### Aim of the exercise:
In the records below, find the line containing "sums and products." and the line containing "IntegerExpression::Value(_) | IntegerExpression::Var(_)"; please repeat exactly the lines from one to the other, both included, and nothing more.

*** Opening Provided information ***

//! Directed graphs over contiguous vertex indices
//!
//! The vertices of a `Digraph` are always the indices `0..vertex_count()`.
//! Removing a vertex renumbers the ones above it down by one, preserving
//! relative order, so the graph can stay in lockstep with a parallel list
//! (the DP problem relies on exactly this contract).

use serde::{Deserialize, Serialize};
use std::collections::BTreeSet;
use std::fmt;

/// Errors from graph operations.
#[derive(Debug, Clone, PartialEq, Eq)]
pub enum GraphError {
    /// A vertex index outside `0..vertex_count()`
    VertexOutOfRange { vertex: usize, count: usize },
}

impl fmt::Display for GraphError {
    fn fmt(&self, f: &mut fmt::Formatter<'_>) -> fmt::Result {
        match self {
            GraphError::VertexOutOfRange { vertex, count } => {
                write!(f, "vertex {} out of range for graph with {} vertices", vertex, count)
            }
        }
    }
}

impl std::error::Error for GraphError {}

/// A directed graph whose vertices are the contiguous indices
/// `0..vertex_count()`. Successor sets are ordered, so traversal is
/// deterministic.
#[derive(Debug, Clone, PartialEq, Eq, Serialize, Deserialize)]
pub struct Digraph {
    /// `successors[v]` holds the targets of the edges leaving `v`
    successors: Vec<BTreeSet<usize>>,
}

impl Digraph {
    /// A graph with `vertex_count` isolated vertices.
    pub fn new(vertex_count: usize) -> Digraph {
        Digraph {
            successors: vec![BTreeSet::new(); vertex_count],
        }
    }

    /// Number of vertices.
    pub fn vertex_count(&self) -> usize {
        self.successors.len()
    }

    /// Number of edges.
    pub fn edge_count(&self) -> usize {
        self.successors.iter().map(BTreeSet::len).sum()
    }

    fn check(&self, vertex: usize) -> Result<(), GraphError> {
        if vertex >= self.successors.len() {
            return Err(GraphError::VertexOutOfRange {
                vertex,
                count: self.successors.len(),
            });
        }
        Ok(())
    }

    /// Append a fresh isolated vertex and return its index.
    pub fn add_vertex(&mut self) -> usize {
        self.successors.push(BTreeSet::new());
        self.successors.len() - 1
    }

    /// Add the edge `from → to`. Self-loops are allowed.
    pub fn add_edge(&mut self, from: usize, to: usize) -> Result<(), GraphError> {
        self.check(from)?;
        self.check(to)?;
        self.successors[from].insert(to);
        Ok(())
    }

    /// Remove the edge `from → to` if present.
    pub fn remove_edge(&mut self, from: usize, to: usize) -> Result<(), GraphError> {
        self.check(from)?;
        self.check(to)?;
        self.successors[from].remove(&to);
        Ok(())
    }

    /// Check whether the edge `from → to` exists.
    pub fn has_edge(&self, from: usize, to: usize) -> Result<bool, GraphError> {
        self.check(from)?;
        self.check(to)?;
        Ok(self.successors[from].contains(&to))
    }

    /// The targets of the edges leaving `vertex`, in ascending order.
    pub fn successors(&self, vertex: usize) -> Result<impl Iterator<Item = usize> + '_, GraphError> {
        self.check(vertex)?;
        Ok(self.successors[vertex].iter().copied())
    }

    /// The sources of the edges entering `vertex`, in ascending order.
    pub fn predecessors(&self, vertex: usize) -> Result<Vec<usize>, GraphError> {
        self.check(vertex)?;
        Ok(self
            .successors
            .iter()
            .enumerate()
            .filter(|(_, targets)| targets.contains(&vertex))
            .map(|(source, _)| source)
            .collect())
    }

    /// Remove `vertex` together with all incident edges. Every vertex `j`
    /// with `j > vertex` becomes `j - 1`; vertices below keep their index.
    pub fn remove_vertex(&mut self, vertex: usize) -> Result<(), GraphError> {
        self.check(vertex)?;
        self.successors.remove(vertex);
        for targets in &mut self.successors {
            let renumbered: BTreeSet<usize> = targets
                .iter()
                .copied()
                .filter(|&t| t != vertex)
                .map(|t| if t > vertex { t - 1 } else { t })
                .collect();
            *targets = renumbered;
        }
        Ok(())
    }

    /// The subgraph induced by `vertices`, renumbered to `0..vertices.len()`
    /// in the given order. Each index must be in range.
    pub fn induced_subgraph(&self, vertices: &[usize]) -> Result<Digraph, GraphError> {
        for &v in vertices {
            self.check(v)?;
        }
        let renumber: std::collections::HashMap<usize, usize> = vertices
            .iter()
            .enumerate()
            .map(|(new, &old)| (old, new))
            .collect();
        let successors = vertices
            .iter()
            .map(|&old| {
                self.successors[old]
                    .iter()
                    .filter_map(|t| renumber.get(t).copied())
                    .collect()
            })
            .collect();
        Ok(Digraph { successors })
    }
}

impl fmt::Display for Digraph {
    fn fmt(&self, f: &mut fmt::Formatter<'_>) -> fmt::Result {
        for (source, targets) in self.successors.iter().enumerate() {
            write!(f, "{} ->", source)?;
            for target in targets {
                write!(f, " {}", target)?;
            }
            writeln!(f)?;
        }
        Ok(())
    }
}
//! DP problems: the unit of work of the termination-proof search
//!
//! A `Problem` bundles an ordered list of dependency pairs, an optional
//! dependency graph whose vertices are 1:1 with that list, and the source
//! rewrite system. Simplification happens through `remove_dp`, which keeps
//! the list and the graph in lockstep; bulk transformations (splitting
//! along graph components) go through the `subproblem` constructor rather
//! than in-place surgery.

use std::collections::BTreeSet;
use std::fmt;
use std::sync::Arc;

use crate::digraph::{Digraph, GraphError};
use crate::terms::{FunctionSymbol, VariablePool};
use crate::trs::Trs;
use crate::types::Type;

use super::dependency_pair::DependencyPair;

/// Errors from problem construction and simplification.
#[derive(Debug, Clone, PartialEq, Eq)]
pub enum ProblemError {
    /// DP count and graph vertex count differ at construction
    GraphSizeMismatch { dps: usize, vertices: usize },
    /// An index outside `0..len`
    IndexOutOfRange { index: usize, size: usize },
    /// A subproblem index subset that is not strictly increasing
    UnsortedIndexSubset,
    /// A graph operation failed; only possible when list and graph have
    /// been desynchronized
    Graph(GraphError),
}

impl fmt::Display for ProblemError {
    fn fmt(&self, f: &mut fmt::Formatter<'_>) -> fmt::Result {
        match self {
            ProblemError::GraphSizeMismatch { dps, vertices } => write!(
                f,
                "problem has {} dependency pairs but its graph has {} vertices",
                dps, vertices
            ),
            ProblemError::IndexOutOfRange { index, size } => {
                write!(f, "index {} out of range for {} dependency pairs", index, size)
            }
            ProblemError::UnsortedIndexSubset => {
                write!(f, "subproblem indices must be strictly increasing")
            }
            ProblemError::Graph(e) => write!(f, "graph out of sync: {}", e),
        }
    }
}

impl std::error::Error for ProblemError {}

impl From<GraphError> for ProblemError {
    fn from(e: GraphError) -> ProblemError {
        ProblemError::Graph(e)
    }
}

/// A termination sub-goal: dependency pairs, an optional dependency graph
/// kept in lockstep with them, and the source rewrite system.
///
/// The problem is owned by one proof-search branch at a time; branching
/// searches clone it.
#[derive(Debug, Clone, PartialEq)]
pub struct Problem {
    dps: Vec<DependencyPair>,
    graph: Option<Digraph>,
    trs: Arc<Trs>,
}

impl Problem {
    /// Create a problem without a dependency graph.
    pub fn new(dps: Vec<DependencyPair>, trs: Arc<Trs>) -> Problem {
        Problem {
            dps,
            graph: None,
            trs,
        }
    }

    /// Create a problem with a dependency graph. The graph must have
    /// exactly one vertex per dependency pair.
    pub fn with_graph(
        dps: Vec<DependencyPair>,
        trs: Arc<Trs>,
        graph: Digraph,
    ) -> Result<Problem, ProblemError> {
        if dps.len() != graph.vertex_count() {
            return Err(ProblemError::GraphSizeMismatch {
                dps: dps.len(),
                vertices: graph.vertex_count(),
            });
        }
        Ok(Problem {
            dps,
            graph: Some(graph),
            trs,
        })
    }

    /// The dependency pairs, in order. Read-only: `remove_dp` and
    /// `subproblem` are the only ways to change the list, so the graph can
    /// never fall out of sync.
    pub fn dps(&self) -> &[DependencyPair] {
        &self.dps
    }

    /// Number of dependency pairs.
    pub fn len(&self) -> usize {
        self.dps.len()
    }

    /// Check whether no dependency pairs remain (the sub-goal is solved).
    pub fn is_empty(&self) -> bool {
        self.dps.is_empty()
    }

    /// The dependency graph, when one is attached.
    pub fn graph(&self) -> Option<&Digraph> {
        self.graph.as_ref()
    }

    /// The source rewrite system.
    pub fn trs(&self) -> &Trs {
        &self.trs
    }

    /// A shared handle to the source rewrite system.
    pub fn trs_handle(&self) -> Arc<Trs> {
        Arc::clone(&self.trs)
    }

    /// Remove and return the dependency pair at `index`. When a graph is
    /// attached, the corresponding vertex is removed as well, so
    /// `graph.vertex_count()` and `dps().len()` stay equal.
    pub fn remove_dp(&mut self, index: usize) -> Result<DependencyPair, ProblemError> {
        if index >= self.dps.len() {
            return Err(ProblemError::IndexOutOfRange {
                index,
                size: self.dps.len(),
            });
        }
        let removed = self.dps.remove(index);
        if let Some(graph) = &mut self.graph {
            graph.remove_vertex(index)?;
        }
        Ok(removed)
    }

    /// A new problem over the dependency pairs at the given strictly
    /// increasing indices, sharing this problem's rewrite system. When a
    /// graph is attached, the subproblem carries the induced subgraph, so
    /// the lockstep invariant holds in the result as well.
    pub fn subproblem(&self, indices: &[usize]) -> Result<Problem, ProblemError> {
        let mut previous: Option<usize> = None;
        for &index in indices {
            if index >= self.dps.len() {
                return Err(ProblemError::IndexOutOfRange {
                    index,
                    size: self.dps.len(),
                });
            }
            if let Some(prev) = previous {
                if index <= prev {
                    return Err(ProblemError::UnsortedIndexSubset);
                }
            }
            previous = Some(index);
        }
        let dps = indices.iter().map(|&i| self.dps[i].clone()).collect();
        let graph = match &self.graph {
            Some(g) => Some(g.induced_subgraph(indices)?),
            None => None,
        };
        Ok(Problem {
            dps,
            graph,
            trs: Arc::clone(&self.trs),
        })
    }

    /// Every function symbol occurring in any dependency pair whose output
    /// sort is the given marker sort. The marker is injected per analysis
    /// run; this core holds no reserved sort name of its own.
    pub fn sharp_heads(&self, dp_sort: &Type) -> BTreeSet<FunctionSymbol> {
        let mut all = BTreeSet::new();
        for dp in &self.dps {
            dp.lhs().function_symbols(&mut all);
            dp.rhs().function_symbols(&mut all);
        }
        all.into_iter()
            .filter(|symbol| symbol.output_sort() == dp_sort)
            .collect()
    }

    /// Format this problem with variable names resolved through a pool.
    pub fn display<'a>(&'a self, pool: &'a VariablePool) -> ProblemDisplay<'a> {
        ProblemDisplay {
            problem: self,
            pool,
        }
    }
}

/// Display wrapper listing a problem's dependency pairs.
pub struct ProblemDisplay<'a> {
    problem: &'a Problem,
    pool: &'a VariablePool,
}

impl<'a> fmt::Display for ProblemDisplay<'a> {
    fn fmt(&self, f: &mut fmt::Formatter<'_>) -> fmt::Result {
        write!(f, "[")?;
        for (i, dp) in self.problem.dps.iter().enumerate() {
            if i > 0 {
                write!(f, ", ")?;
            }
            write!(f, "{}", dp.display(self.pool))?;
        }
        write!(f, "]")
    }
}
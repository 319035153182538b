//! Integer constraint expressions
//!
//! An `IntegerExpression` is an n-ary arithmetic tree built from constants
//! and symbolic unknowns. Sums and products are kept flat: the binary
//! constructors splice same-operator children in place, so an `Addition`
//! never has an `Addition` child. The solver-dispatch layer walks these
//! trees through `num_children`/`query_child` or renders them with
//! `Display`.

use serde::{Deserialize, Serialize};
use std::collections::BTreeSet;
use std::fmt;

/// Errors from expression traversal and evaluation.
#[derive(Debug, Clone, PartialEq, Eq)]
pub enum ExprError {
    /// A `query_child` index outside `1..=num_children()`
    ChildIndexOutOfRange { index: usize, arity: usize },
    /// `evaluate` reached a symbolic variable
    UnresolvedVariable(u32),
}

impl fmt::Display for ExprError {
    fn fmt(&self, f: &mut fmt::Formatter<'_>) -> fmt::Result {
        match self {
            ExprError::ChildIndexOutOfRange { index, arity } => {
                write!(f, "child index {} out of range 1..={}", index, arity)
            }
            ExprError::UnresolvedVariable(i) => {
                write!(f, "cannot evaluate expression containing i{}", i)
            }
        }
    }
}

impl std::error::Error for ExprError {}

/// An integer arithmetic expression: constants, symbolic unknowns, and flat
/// n-ary sums and products.
///
/// Equality is structural and order-sensitive: children are compared
/// pairwise in order, never as a multiset.
#[derive(Debug, Clone, PartialEq, Eq, Hash, Serialize, Deserialize)]
pub enum IntegerExpression {
    /// An integer constant
    Value(i64),
    /// A symbolic integer unknown, identified by a non-negative index
    Var(u32),
    /// An n-ary sum
    Addition(Vec<IntegerExpression>),
    /// An n-ary product
    Multiplication(Vec<IntegerExpression>),
}

impl IntegerExpression {
    /// The sum of two expressions. An operand that is itself an `Addition`
    /// contributes its children in place, keeping the result flat.
    pub fn add(left: IntegerExpression, right: IntegerExpression) -> IntegerExpression {
        let mut children = Vec::new();
        for operand in [left, right] {
            match operand {
                IntegerExpression::Addition(inner) => children.extend(inner),
                other => children.push(other),
            }
        }
        IntegerExpression::Addition(children)
    }

    /// The sum of an explicit child sequence, used verbatim (the caller
    /// guarantees the children are already flat).
    pub fn add_all(children: Vec<IntegerExpression>) -> IntegerExpression {
        IntegerExpression::Addition(children)
    }

    /// The product of two expressions. An operand that is itself a
    /// `Multiplication` contributes its children in place.
    pub fn mul(left: IntegerExpression, right: IntegerExpression) -> IntegerExpression {
        let mut children = Vec::new();
        for operand in [left, right] {
            match operand {
                IntegerExpression::Multiplication(inner) => children.extend(inner),
                other => children.push(other),
            }
        }
        IntegerExpression::Multiplication(children)
    }

    /// The product of an explicit child sequence, used verbatim.
    pub fn mul_all(children: Vec<IntegerExpression>) -> IntegerExpression {
        IntegerExpression::Multiplication(children)
    }

    /// Number of children: 0 for leaves.
    pub fn num_children(&self) -> usize {
        match self {
            IntegerExpression::Value(_) | IntegerExpression::Var(_) => 0,
            IntegerExpression::Addition(children)
            | IntegerExpression::Multiplication(children) => children.len(),
        }
    }

    /// The `index`-th child, 1-based.
    pub fn query_child(&self, index: usize) -> Result<&IntegerExpression, ExprError> {
        let arity = self.num_children();
        if index < 1 || index > arity {
            return Err(ExprError::ChildIndexOutOfRange { index, arity });
        }
        match self {
            IntegerExpression::Addition(children)
            | IntegerExpression::Multiplication(children) => Ok(&children[index - 1]),
            _ => Err(ExprError::ChildIndexOutOfRange { index, arity }),
        }
    }

    /// Check whether the expression contains no symbolic variables.
    pub fn is_ground(&self) -> bool {
        match self {
            IntegerExpression::Value(_) => true,
            IntegerExpression::Var(_) => false,
            IntegerExpression::Addition(children)
            | IntegerExpression::Multiplication(children) => {
                children.iter().all(IntegerExpression::is_ground)
            }
        }
    }

    /// Reduce a ground expression to its value: sums fold from 0, products
    /// from 1. Fails on the first symbolic variable encountered.
    pub fn evaluate(&self) -> Result<i64, ExprError> {
        match self {
            IntegerExpression::Value(n) => Ok(*n),
            IntegerExpression::Var(i) => Err(ExprError::UnresolvedVariable(*i)),
            IntegerExpression::Addition(children) => children
                .iter()
                .try_fold(0i64, |acc, child| Ok(acc + child.evaluate()?)),
            IntegerExpression::Multiplication(children) => children
                .iter()
                .try_fold(1i64, |acc, child| Ok(acc * child.evaluate()?)),
        }
    }

    /// The indices of all symbolic variables in this expression, so the
    /// dispatch layer can declare unknowns before rendering.
    pub fn symbolic_variables(&self) -> BTreeSet<u32> {
        let mut out = BTreeSet::new();
        self.collect_variables(&mut out);
        out
    }

    fn collect_variables(&self, out: &mut BTreeSet<u32>) {
        match self {
            IntegerExpression::Value(_) => {}
            IntegerExpression::Var(i) => {
                out.insert(*i);
            }
            IntegerExpression::Addition(children)
            | IntegerExpression::Multiplication(children) => {
                for child in children {
                    child.collect_variables(out);
                }
            }
        }
    }
}

impl fmt::Display for IntegerExpression {
    fn fmt(&self, f: &mut fmt::Formatter<'_>) -> fmt::Result {
        match self {
            IntegerExpression::Value(n) => {
                if *n < 0 {
                    write!(f, "(- {})", n.unsigned_abs())
                } else {
                    write!(f, "{}", n)
                }
            }
            IntegerExpression::Var(i) => write!(f, "i{}", i),
            IntegerExpression::Addition(children) => {
                write!(f, "(+")?;
                for child in children {
                    write!(f, " {}", child)?;
                }
                write!(f, ")")
            }
            IntegerExpression::Multiplication(children) => {
                write!(f, "(*")?;
                for child in children {
                    write!(f, " {}", child)?;
                }
                write!(f, ")")
            }
        }
    }
}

*** Closing Provided information ***

### Answer below:
/// n-ary sums and products.
///
/// Equality is structural and order-sensitive: children are compared
/// pairwise in order, never as a multiset.
#[derive(Debug, Clone, PartialEq, Eq, Hash, Serialize, Deserialize)]
pub enum IntegerExpression {
    /// An integer constant
    Value(i64),
    /// A symbolic integer unknown, identified by a non-negative index
    Var(u32),
    /// An n-ary sum
    Addition(Vec<IntegerExpression>),
    /// An n-ary product
    Multiplication(Vec<IntegerExpression>),
}

impl IntegerExpression {
    /// The sum of two expressions. An operand that is itself an `Addition`
    /// contributes its children in place, keeping the result flat.
    pub fn add(left: IntegerExpression, right: IntegerExpression) -> IntegerExpression {
        let mut children = Vec::new();
        for operand in [left, right] {
            match operand {
                IntegerExpression::Addition(inner) => children.extend(inner),
                other => children.push(other),
            }
        }
        IntegerExpression::Addition(children)
    }

    /// The sum of an explicit child sequence, used verbatim (the caller
    /// guarantees the children are already flat).
    pub fn add_all(children: Vec<IntegerExpression>) -> IntegerExpression {
        IntegerExpression::Addition(children)
    }

    /// The product of two expressions. An operand that is itself a
    /// `Multiplication` contributes its children in place.
    pub fn mul(left: IntegerExpression, right: IntegerExpression) -> IntegerExpression {
        let mut children = Vec::new();
        for operand in [left, right] {
            match operand {
                IntegerExpression::Multiplication(inner) => children.extend(inner),
                other => children.push(other),
            }
        }
        IntegerExpression::Multiplication(children)
    }

    /// The product of an explicit child sequence, used verbatim.
    pub fn mul_all(children: Vec<IntegerExpression>) -> IntegerExpression {
        IntegerExpression::Multiplication(children)
    }

    /// Number of children: 0 for leaves.
    pub fn num_children(&self) -> usize {
        match self {
            IntegerExpression::Value(_) | IntegerExpression::Var(_) => 0,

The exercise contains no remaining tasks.